| 要旨トップ | 日本生態学会全国大会 ESJ55 講演要旨


一般講演(ポスター発表) P2-117

里山林を伴なった大学キャンパスにおける生態系 (2)野鳥群集の季節的・年次的変動

*桜谷保之,後藤桃子,小西恵実,福原宜美,岡田絢子,東寛子,八代彩子(近畿大・農・環境管理)

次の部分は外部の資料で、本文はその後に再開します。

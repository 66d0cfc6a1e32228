//! SQLite-backed, generation-tagged response cache.
//!
//! This module provides a persistent cache of HTTP responses using SQLite
//! with async access via tokio-rusqlite. It supports:
//!
//! - One store per cache generation, keyed by request identity
//! - Open-or-create semantics for generations
//! - Cascading deletion of a superseded generation's entries
//! - Automatic schema migrations and WAL mode

pub mod connection;
pub mod entries;
pub mod generations;
pub mod hash;
pub mod migrations;

pub use crate::Error;

pub use connection::CacheDb;
pub use entries::{CacheStore, EntryMeta};
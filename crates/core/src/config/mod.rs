//! Application configuration with layered loading.
//!
//! This module provides configuration management using figment for layered
//! configuration loading from multiple sources:
//!
//! 1. Environment variables (SHELLCACHE_*)
//! 2. TOML config file (if SHELLCACHE_CONFIG_FILE set)
//! 3. Built-in defaults for the app selected by SHELLCACHE_APP

use std::path::PathBuf;
use std::str::FromStr;
use std::time::Duration;

use figment::{
    Figment,
    providers::{Env, Format, Serialized, Toml},
};
use serde::{Deserialize, Serialize};

mod validation;

pub use validation::ConfigError;

/// The application shells shipped with built-in deployment presets.
#[derive(Debug, Clone, Copy, Default, PartialEq, Eq, Serialize, Deserialize)]
#[serde(rename_all = "lowercase")]
pub enum ShellApp {
    #[default]
    Admin,
    Student,
    Trainer,
}

impl ShellApp {
    pub fn as_str(&self) -> &'static str {
        match self {
            ShellApp::Admin => "admin",
            ShellApp::Student => "student",
            ShellApp::Trainer => "trainer",
        }
    }
}

impl FromStr for ShellApp {
    type Err = ConfigError;

    fn from_str(s: &str) -> Result<Self, Self::Err> {
        match s.trim().to_ascii_lowercase().as_str() {
            "admin" => Ok(ShellApp::Admin),
            "student" => Ok(ShellApp::Student),
            "trainer" => Ok(ShellApp::Trainer),
            other => Err(ConfigError::Invalid {
                field: "app".into(),
                reason: format!("unknown app '{other}' (expected admin, student or trainer)"),
            }),
        }
    }
}

/// Per-deployment cache policy parameters.
///
/// These are the only values that differ between deployed instances.
#[derive(Debug, Clone, PartialEq, Eq, Serialize, Deserialize)]
pub struct DeploymentConfig {
    /// Version tag of the cache generation, e.g. `da360-admin-v1`.
    pub generation_id: String,

    /// Application shell URLs pre-cached on install, resolved against `origin`.
    pub seed_urls: Vec<String>,

    /// Document served when a navigation cannot reach the network.
    pub fallback_document: String,

    /// Body of the placeholder returned for a navigation with no cached fallback.
    #[serde(default = "default_offline_body")]
    pub offline_body: String,

    /// Body of the placeholder returned when a sub-resource misses the cache
    /// and the network is unreachable.
    #[serde(default = "default_offline_body")]
    pub subresource_placeholder: String,

    /// Also fall back when a navigation returns a non-2xx status.
    #[serde(default)]
    pub fallback_on_error_status: bool,

    /// Activate a newly installed generation without waiting for the current
    /// one to be released.
    #[serde(default = "default_skip_waiting")]
    pub skip_waiting: bool,
}

fn default_offline_body() -> String {
    "Offline".into()
}

fn default_skip_waiting() -> bool {
    true
}

impl DeploymentConfig {
    /// Built-in deployment for one of the shipped application shells.
    pub fn preset(app: ShellApp) -> Self {
        let name = app.as_str();
        let subresource_placeholder = match app {
            ShellApp::Trainer => "Network error".to_string(),
            ShellApp::Admin | ShellApp::Student => default_offline_body(),
        };

        Self {
            generation_id: format!("da360-{name}-v1"),
            seed_urls: vec![format!("/{name}/"), format!("/{name}/index.html"), format!("/{name}/manifest.json")],
            fallback_document: format!("/{name}/index.html"),
            offline_body: default_offline_body(),
            subresource_placeholder,
            fallback_on_error_status: false,
            skip_waiting: default_skip_waiting(),
        }
    }
}

impl Default for DeploymentConfig {
    fn default() -> Self {
        Self::preset(ShellApp::default())
    }
}

/// Application configuration with layered loading.
///
/// Loading precedence (highest wins):
/// 1. Environment variables (SHELLCACHE_*)
/// 2. TOML config file (if SHELLCACHE_CONFIG_FILE set)
/// 3. Built-in defaults
#[derive(Debug, Clone, Serialize, Deserialize)]
pub struct AppConfig {
    /// Path to SQLite cache database.
    ///
    /// Set via SHELLCACHE_DB_PATH environment variable.
    #[serde(default = "default_db_path")]
    pub db_path: PathBuf,

    /// Base URL of the network origin serving the application shell.
    ///
    /// Set via SHELLCACHE_ORIGIN environment variable.
    #[serde(default = "default_origin")]
    pub origin: String,

    /// User-Agent string for HTTP requests.
    ///
    /// Set via SHELLCACHE_USER_AGENT environment variable.
    #[serde(default = "default_user_agent")]
    pub user_agent: String,

    /// Maximum bytes to fetch per request.
    ///
    /// Set via SHELLCACHE_MAX_BYTES environment variable.
    #[serde(default = "default_max_bytes")]
    pub max_bytes: usize,

    /// HTTP request timeout in milliseconds.
    ///
    /// Set via SHELLCACHE_TIMEOUT_MS environment variable.
    #[serde(default = "default_timeout_ms")]
    pub timeout_ms: u64,

    /// Maximum redirects followed per request.
    #[serde(default = "default_max_redirects")]
    pub max_redirects: usize,

    /// Regular expressions for URLs that always go straight to the network
    /// (the live backend API).
    #[serde(default = "default_passthrough_patterns")]
    pub passthrough_patterns: Vec<String>,

    /// Cache policy for the deployed application shell.
    ///
    /// Nested keys are set via e.g. SHELLCACHE_DEPLOYMENT__GENERATION_ID.
    #[serde(default)]
    pub deployment: DeploymentConfig,
}

fn default_db_path() -> PathBuf {
    PathBuf::from("./shellcache.sqlite")
}

fn default_origin() -> String {
    "http://localhost:8080".into()
}

fn default_user_agent() -> String {
    "shellcache/0.1".into()
}

fn default_max_bytes() -> usize {
    5_242_880 // 5MB
}

fn default_timeout_ms() -> u64 {
    20_000
}

fn default_max_redirects() -> usize {
    5
}

fn default_passthrough_patterns() -> Vec<String> {
    vec![r"script\.google\.com".into()]
}

impl Default for AppConfig {
    fn default() -> Self {
        Self::for_app(ShellApp::default())
    }
}

impl AppConfig {
    /// Defaults with the deployment preset for `app`.
    pub fn for_app(app: ShellApp) -> Self {
        Self {
            db_path: default_db_path(),
            origin: default_origin(),
            user_agent: default_user_agent(),
            max_bytes: default_max_bytes(),
            timeout_ms: default_timeout_ms(),
            max_redirects: default_max_redirects(),
            passthrough_patterns: default_passthrough_patterns(),
            deployment: DeploymentConfig::preset(app),
        }
    }

    /// Timeout as Duration for use with reqwest/tokio.
    pub fn timeout(&self) -> Duration {
        Duration::from_millis(self.timeout_ms)
    }

    /// Load configuration from all sources with layered precedence.
    ///
    /// Priority (highest wins):
    /// 1. Environment variables prefixed with `SHELLCACHE_`
    /// 2. TOML file from `SHELLCACHE_CONFIG_FILE` (if set)
    /// 3. Defaults for the app named by `SHELLCACHE_APP` (admin if unset)
    ///
    /// # Errors
    ///
    /// Returns `ConfigError` if:
    /// - `SHELLCACHE_APP` names an unknown app
    /// - Configuration file cannot be read
    /// - Environment variables cannot be parsed
    /// - Validation fails after loading
    pub fn load() -> Result<Self, ConfigError> {
        let app = match std::env::var("SHELLCACHE_APP") {
            Ok(name) => name.parse()?,
            Err(_) => ShellApp::default(),
        };

        let mut figment = Figment::from(Serialized::defaults(Self::for_app(app)));

        if let Ok(config_path) = std::env::var("SHELLCACHE_CONFIG_FILE") {
            figment = figment.merge(Toml::file(&config_path));
        }

        figment = figment.merge(
            Env::prefixed("SHELLCACHE_")
                .ignore(&["APP", "CONFIG_FILE"])
                .map(|key| key.as_str().to_lowercase().into())
                .split("__"),
        );

        let config: Self = figment.extract().map_err(|e| ConfigError::LoadFailed(e.to_string()))?;

        config.validate()?;

        Ok(config)
    }
}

奈良市郊外の矢田丘陵にある近畿大学奈良キャンパス(面積110ha)は、里山林を伴なっており、移転時の1989年より生態系の調査を行なってきた。今回は1995年〜2006年の11年間(2005年はデータ数が少なく除外)の野鳥群集の季節的、年次的変動の調査結果を報告する。調査は月数回、ラインセンサス法で行なった。調査の結果99種の野鳥が記録された。各野鳥の季節的変動から、当地でも夏鳥、冬鳥、漂鳥、留鳥の区別が可能であった。年次的変動では、一次・二次消費者で留鳥のウグイス、エナガ、シジュウカラ、メジロ、ホオジロ、スズメ、ハシブトガラス等はかなり安定していた。二次・三次消費者で留鳥のコゲラ、モズ等も比較的安定していた。夏鳥であるツバメ等も毎年の個体数は比較的安定していた。冬鳥のツグミ等は減少傾向を示し、また、夏鳥のサシバ等は年次変動が大きかった。この原因としては、繁殖地や越冬地である海外の環境の変化(森林伐採など)が考えられ、こうした海外の環境の変化が、野鳥を通じて当地の里山の生態系にも影響を与える"Teleconnection現象"が示唆された。11年間の個体数を累積して、多い順に積み重ねたところ、猛禽類の個体数が少なく、一次・二次消費者が多いという野鳥の個体数ピラミッドが認められた。また、この累積個体数から、近畿や奈良県のレッドリストに選定さてれいる野鳥種は、やはり個体数が少ない傾向にあることがわかった。以上のことから、当地は野鳥の生息環境としは安定して良好であるが、渡り鳥を通じて生態系が影響を受ける可能性もあることが示唆され、今後の里山生態系の解明や管理には海外の環境変化にも注目する必要があるように思われた。